Data records:
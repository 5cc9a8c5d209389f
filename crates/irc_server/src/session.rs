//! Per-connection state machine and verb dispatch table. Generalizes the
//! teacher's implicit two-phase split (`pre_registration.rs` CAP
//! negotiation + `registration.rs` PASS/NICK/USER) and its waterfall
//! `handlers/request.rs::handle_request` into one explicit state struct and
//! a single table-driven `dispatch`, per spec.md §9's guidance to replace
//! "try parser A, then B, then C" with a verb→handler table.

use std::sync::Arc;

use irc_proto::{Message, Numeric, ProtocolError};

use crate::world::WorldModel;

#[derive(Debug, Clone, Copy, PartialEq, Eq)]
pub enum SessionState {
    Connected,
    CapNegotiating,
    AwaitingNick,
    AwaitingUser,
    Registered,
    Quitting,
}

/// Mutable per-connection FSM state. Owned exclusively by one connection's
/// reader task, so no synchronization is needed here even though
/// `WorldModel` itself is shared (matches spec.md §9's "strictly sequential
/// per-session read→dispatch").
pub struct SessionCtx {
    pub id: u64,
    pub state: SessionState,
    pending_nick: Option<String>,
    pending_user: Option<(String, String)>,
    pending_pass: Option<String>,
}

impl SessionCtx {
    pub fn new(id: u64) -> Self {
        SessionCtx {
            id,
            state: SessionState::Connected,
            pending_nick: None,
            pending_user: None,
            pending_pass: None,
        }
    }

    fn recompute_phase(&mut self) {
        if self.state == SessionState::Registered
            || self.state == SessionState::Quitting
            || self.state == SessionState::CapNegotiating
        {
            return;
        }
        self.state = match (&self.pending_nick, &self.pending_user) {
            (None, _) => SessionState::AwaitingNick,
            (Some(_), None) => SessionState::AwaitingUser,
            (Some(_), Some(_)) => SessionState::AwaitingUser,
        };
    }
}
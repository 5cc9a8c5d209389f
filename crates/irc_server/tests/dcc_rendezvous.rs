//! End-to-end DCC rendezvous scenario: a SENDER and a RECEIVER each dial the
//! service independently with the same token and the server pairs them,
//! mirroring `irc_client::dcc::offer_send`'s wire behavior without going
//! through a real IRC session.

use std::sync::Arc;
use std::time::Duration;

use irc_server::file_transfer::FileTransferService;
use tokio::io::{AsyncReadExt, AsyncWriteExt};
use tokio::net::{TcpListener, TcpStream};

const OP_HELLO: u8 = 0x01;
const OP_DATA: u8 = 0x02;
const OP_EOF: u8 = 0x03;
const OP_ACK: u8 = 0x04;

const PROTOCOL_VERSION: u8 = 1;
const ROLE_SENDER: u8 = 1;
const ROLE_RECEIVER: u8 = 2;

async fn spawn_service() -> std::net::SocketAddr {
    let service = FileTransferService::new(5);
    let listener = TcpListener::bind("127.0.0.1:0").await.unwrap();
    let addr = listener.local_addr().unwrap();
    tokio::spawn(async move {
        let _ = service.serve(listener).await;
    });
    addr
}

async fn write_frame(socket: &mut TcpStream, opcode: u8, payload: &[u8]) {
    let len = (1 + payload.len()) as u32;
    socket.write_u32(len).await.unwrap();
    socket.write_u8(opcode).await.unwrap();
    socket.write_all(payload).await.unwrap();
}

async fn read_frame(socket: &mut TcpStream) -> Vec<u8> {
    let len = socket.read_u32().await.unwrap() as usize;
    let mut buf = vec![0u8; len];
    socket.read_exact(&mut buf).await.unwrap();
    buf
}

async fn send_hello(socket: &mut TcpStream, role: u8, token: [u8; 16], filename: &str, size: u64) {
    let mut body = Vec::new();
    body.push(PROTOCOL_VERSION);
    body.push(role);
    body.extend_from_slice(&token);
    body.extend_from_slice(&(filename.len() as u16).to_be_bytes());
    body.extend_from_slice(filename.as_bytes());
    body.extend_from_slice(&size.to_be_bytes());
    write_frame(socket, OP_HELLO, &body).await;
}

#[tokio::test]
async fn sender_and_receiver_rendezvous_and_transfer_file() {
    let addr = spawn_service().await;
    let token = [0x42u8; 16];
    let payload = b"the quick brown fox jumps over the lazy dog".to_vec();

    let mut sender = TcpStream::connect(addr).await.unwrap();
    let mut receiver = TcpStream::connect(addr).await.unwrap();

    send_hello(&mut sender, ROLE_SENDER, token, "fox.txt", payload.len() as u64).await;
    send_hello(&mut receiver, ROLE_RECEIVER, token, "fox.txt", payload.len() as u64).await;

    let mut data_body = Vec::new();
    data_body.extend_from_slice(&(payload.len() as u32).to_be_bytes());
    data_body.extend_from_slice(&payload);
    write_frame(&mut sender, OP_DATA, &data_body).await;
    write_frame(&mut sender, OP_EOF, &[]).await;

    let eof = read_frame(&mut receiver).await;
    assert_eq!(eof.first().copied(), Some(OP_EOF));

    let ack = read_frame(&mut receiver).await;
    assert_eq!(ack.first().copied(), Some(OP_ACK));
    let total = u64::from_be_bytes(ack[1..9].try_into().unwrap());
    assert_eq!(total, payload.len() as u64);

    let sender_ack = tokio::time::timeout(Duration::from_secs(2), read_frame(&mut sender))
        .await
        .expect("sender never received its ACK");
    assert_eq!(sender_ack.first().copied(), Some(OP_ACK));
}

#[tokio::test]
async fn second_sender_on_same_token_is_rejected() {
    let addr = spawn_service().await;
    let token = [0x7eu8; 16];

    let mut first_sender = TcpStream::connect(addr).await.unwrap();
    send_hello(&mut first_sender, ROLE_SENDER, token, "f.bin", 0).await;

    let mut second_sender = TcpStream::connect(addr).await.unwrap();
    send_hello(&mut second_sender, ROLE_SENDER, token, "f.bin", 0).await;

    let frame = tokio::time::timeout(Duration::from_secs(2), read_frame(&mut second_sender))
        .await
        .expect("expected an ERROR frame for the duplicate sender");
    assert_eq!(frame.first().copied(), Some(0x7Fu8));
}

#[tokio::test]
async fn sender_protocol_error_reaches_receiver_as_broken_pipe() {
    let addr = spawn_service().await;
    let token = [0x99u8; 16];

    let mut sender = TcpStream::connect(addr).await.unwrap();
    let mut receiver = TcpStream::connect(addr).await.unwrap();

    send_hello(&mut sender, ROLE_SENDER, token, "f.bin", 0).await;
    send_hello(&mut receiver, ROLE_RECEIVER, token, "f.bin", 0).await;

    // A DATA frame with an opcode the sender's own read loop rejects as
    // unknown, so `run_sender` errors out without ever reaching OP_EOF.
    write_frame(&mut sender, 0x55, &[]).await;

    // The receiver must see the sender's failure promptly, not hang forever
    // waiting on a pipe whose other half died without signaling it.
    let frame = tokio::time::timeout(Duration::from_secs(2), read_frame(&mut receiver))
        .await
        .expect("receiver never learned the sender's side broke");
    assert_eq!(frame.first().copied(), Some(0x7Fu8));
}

==

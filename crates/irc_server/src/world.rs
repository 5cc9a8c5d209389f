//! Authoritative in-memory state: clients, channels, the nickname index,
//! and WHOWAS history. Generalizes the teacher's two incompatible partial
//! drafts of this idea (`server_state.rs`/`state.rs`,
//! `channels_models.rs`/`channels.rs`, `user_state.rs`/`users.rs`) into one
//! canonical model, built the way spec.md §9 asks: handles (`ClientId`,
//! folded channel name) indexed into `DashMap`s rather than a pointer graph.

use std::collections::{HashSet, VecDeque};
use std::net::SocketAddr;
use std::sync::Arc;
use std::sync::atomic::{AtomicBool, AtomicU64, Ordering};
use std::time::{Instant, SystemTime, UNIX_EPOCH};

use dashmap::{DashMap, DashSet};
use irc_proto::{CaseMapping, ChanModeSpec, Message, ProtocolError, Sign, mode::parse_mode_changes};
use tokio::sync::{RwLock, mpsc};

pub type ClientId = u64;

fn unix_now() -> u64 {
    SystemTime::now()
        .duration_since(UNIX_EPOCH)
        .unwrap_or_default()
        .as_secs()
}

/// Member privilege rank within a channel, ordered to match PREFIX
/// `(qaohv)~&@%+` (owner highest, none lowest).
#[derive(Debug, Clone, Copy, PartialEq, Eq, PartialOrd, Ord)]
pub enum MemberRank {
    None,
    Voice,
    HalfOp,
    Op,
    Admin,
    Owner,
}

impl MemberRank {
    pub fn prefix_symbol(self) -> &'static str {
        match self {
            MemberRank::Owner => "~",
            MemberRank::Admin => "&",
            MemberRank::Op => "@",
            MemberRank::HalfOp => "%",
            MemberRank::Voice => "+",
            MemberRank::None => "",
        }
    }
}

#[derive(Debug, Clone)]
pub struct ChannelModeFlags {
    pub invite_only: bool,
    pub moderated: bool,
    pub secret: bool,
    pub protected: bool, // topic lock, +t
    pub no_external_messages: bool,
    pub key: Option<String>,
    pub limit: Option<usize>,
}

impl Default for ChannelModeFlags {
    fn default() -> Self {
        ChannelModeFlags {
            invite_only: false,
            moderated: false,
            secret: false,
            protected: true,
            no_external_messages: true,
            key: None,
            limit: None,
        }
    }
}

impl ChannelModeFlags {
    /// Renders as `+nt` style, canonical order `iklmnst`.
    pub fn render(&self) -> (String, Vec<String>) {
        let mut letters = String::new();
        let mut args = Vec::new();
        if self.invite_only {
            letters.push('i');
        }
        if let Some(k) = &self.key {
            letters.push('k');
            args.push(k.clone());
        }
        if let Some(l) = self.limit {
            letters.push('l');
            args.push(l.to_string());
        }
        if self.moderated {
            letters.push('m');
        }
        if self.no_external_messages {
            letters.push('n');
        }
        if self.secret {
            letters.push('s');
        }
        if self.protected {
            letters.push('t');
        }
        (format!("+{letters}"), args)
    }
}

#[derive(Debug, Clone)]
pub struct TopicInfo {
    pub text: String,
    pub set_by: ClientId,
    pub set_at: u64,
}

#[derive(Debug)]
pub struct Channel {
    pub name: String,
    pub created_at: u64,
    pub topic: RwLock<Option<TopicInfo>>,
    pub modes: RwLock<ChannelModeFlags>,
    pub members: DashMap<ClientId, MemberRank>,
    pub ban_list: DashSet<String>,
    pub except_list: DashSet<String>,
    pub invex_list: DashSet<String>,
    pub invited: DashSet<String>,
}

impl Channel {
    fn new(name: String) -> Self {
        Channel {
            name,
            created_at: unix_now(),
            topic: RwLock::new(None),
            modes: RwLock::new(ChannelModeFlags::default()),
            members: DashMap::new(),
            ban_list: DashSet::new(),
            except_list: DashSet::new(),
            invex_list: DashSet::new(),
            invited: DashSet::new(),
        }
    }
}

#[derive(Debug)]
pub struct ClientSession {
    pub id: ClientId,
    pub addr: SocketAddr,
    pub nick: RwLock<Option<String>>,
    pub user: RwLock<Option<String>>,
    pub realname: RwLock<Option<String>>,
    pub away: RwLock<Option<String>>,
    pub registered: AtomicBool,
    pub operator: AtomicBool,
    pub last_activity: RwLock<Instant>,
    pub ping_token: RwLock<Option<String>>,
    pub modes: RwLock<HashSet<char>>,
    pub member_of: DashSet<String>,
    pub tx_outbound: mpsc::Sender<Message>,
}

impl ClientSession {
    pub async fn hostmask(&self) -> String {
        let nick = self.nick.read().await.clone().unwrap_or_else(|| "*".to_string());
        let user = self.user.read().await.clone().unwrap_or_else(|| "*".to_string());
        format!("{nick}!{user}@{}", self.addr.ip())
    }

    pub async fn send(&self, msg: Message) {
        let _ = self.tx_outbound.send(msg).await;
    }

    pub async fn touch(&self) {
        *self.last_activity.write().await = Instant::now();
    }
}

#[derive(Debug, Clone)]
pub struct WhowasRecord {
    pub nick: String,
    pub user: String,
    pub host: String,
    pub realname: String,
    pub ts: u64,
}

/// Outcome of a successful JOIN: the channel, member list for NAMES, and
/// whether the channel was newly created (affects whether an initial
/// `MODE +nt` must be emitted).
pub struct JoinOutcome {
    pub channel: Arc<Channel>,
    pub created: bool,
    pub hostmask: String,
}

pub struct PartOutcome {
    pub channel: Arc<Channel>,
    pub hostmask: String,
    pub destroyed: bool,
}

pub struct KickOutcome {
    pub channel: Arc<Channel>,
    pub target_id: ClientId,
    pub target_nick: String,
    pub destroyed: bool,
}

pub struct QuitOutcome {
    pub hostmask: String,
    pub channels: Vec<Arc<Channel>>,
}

» **What the task requires**: If a line in the data above holds the string "channels", copy it.

» **Response to the exercise**:
//! Authoritative in-memory state: clients, channels, the nickname index,
//! `channels_models.rs`/`channels.rs`, `user_state.rs`/`users.rs`) into one
    pub channels: Vec<Arc<Channel>>,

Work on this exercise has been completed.